Last year in my art class, we had to make inexcusably dorky silverware in the style of some artist. I chose Roy Lichtenstein, and pumped out these classy gems.




It's snowing in Seattle and I'm too sick to go out and rendezvous, so instead I decided it would be an excellent idea to recreate the pure, unadulterated beauty of my original set with something I loved even more: Tetris.

You will need:[/b]
White Sculpey clay
Acrylic paint
Silverware
Something to cut clay with (a razor works best)
An oven
Mod Podge sealer (optional, only if you're feeling fancy)

For now, I just made a Tetris fork.

1. Grab your eating utensil and a hunk of the clay. Cover the handle of the silverware completely, and then smooth it out and make it even.
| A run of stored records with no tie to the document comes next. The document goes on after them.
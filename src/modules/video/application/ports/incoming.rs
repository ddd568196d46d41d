use async_trait::async_trait;
use std::fmt;
use uuid::Uuid;

use super::outgoing::{VideoData, VideoRecord};

#[derive(Debug, Clone, PartialEq)]
pub enum VideoError {
    NotFound,
    RepositoryError(String),
}

impl fmt::Display for VideoError {
    fn fmt(&self, f: &mut fmt::Formatter<'_>) -> fmt::Result {
        match self {
            VideoError::NotFound => write!(f, "Video not found"),
            VideoError::RepositoryError(e) => write!(f, "Repository error: {}", e),
        }
    }
}

#[derive(Debug, Clone, PartialEq)]
pub enum ReorderVideosError {
    /// The submitted id list does not cover the stored videos exactly.
    OrderMismatch,
    RepositoryError(String),
}

impl fmt::Display for ReorderVideosError {
    fn fmt(&self, f: &mut fmt::Formatter<'_>) -> fmt::Result {
        match self {
            ReorderVideosError::OrderMismatch => {
                write!(f, "Id list does not match the stored videos")
            }
            ReorderVideosError::RepositoryError(e) => write!(f, "Repository error: {}", e),
        }
    }
}

#[derive(Debug, Clone, PartialEq)]
pub enum RefreshVideoMetadataError {
    NotFound,
    InvalidYoutubeUrl,
    UpstreamError(String),
    RepositoryError(String),
}

impl fmt::Display for RefreshVideoMetadataError {
    fn fmt(&self, f: &mut fmt::Formatter<'_>) -> fmt::Result {
        match self {
            RefreshVideoMetadataError::NotFound => write!(f, "Video not found"),
            RefreshVideoMetadataError::InvalidYoutubeUrl => {
                write!(f, "Stored YouTube URL has no recognizable video id")
            }
            RefreshVideoMetadataError::UpstreamError(e) => write!(f, "YouTube error: {}", e),
            RefreshVideoMetadataError::RepositoryError(e) => {
                write!(f, "Repository error: {}", e)
            }
        }
    }
}

#[async_trait]
pub trait ListVideosUseCase {
    async fn execute(&self) -> Result<Vec<VideoRecord>, VideoError>;
}

#[async_trait]
pub trait CreateVideoUseCase {
    async fn execute(&self, owner: Uuid, data: VideoData) -> Result<VideoRecord, VideoError>;
}

#[async_trait]
pub trait UpdateVideoUseCase {
    async fn execute(
        &self,
        owner: Uuid,
        id: Uuid,
        data: VideoData,
    ) -> Result<VideoRecord, VideoError>;
}

#[async_trait]
pub trait DeleteVideoUseCase {
    async fn execute(&self, owner: Uuid, id: Uuid) -> Result<(), VideoError>;
}

#[async_trait]
pub trait ReorderVideosUseCase {
    async fn execute(&self, owner: Uuid, ids: Vec<Uuid>) -> Result<(), ReorderVideosError>;
}

#[async_trait]
pub trait RefreshVideoMetadataUseCase {
    async fn execute(
        &self,
        owner: Uuid,
        id: Uuid,
    ) -> Result<VideoRecord, RefreshVideoMetadataError>;
}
2. Once that is complete (it takes some time to make it just right), take some clay, flatten it out a little bit and cut your shape with a razor. I used my Lichtenstein butter knife, putting it to good use. It worked fine.



3. Attach your shapes by gently pressing down pieces onto handle.



4. Shove the sucker into the oven on an aluminum foil covered cookie sheet. The directions on the package of Sculpey says to bake at 275-degrees (130C) for 15 minutes per 6mm. I put it in for 10 minutes and it came out just fine.

5. Wait for it to cool, obviously, and then whip out your acrylics and paint. My L-shape got detached, so I'll add it after everything else is painted.




6. Don't let your cat/dog/household pet near uncooked Sculpey, or his/her hair gets all up in it.



7. After I finished painting, I waited for it to dry and then I covered it in Mod Podge, just to give it that glossy shine I have come to know and love.




Wasn't that EASY? Of course, you can do anything your young heart desires, not just Tetris. They are more for beauty than practicality, and I wouldn't reccomend sending them through a dish washer (however, I haven't tried).

You can totally impress your easily-impressed friends.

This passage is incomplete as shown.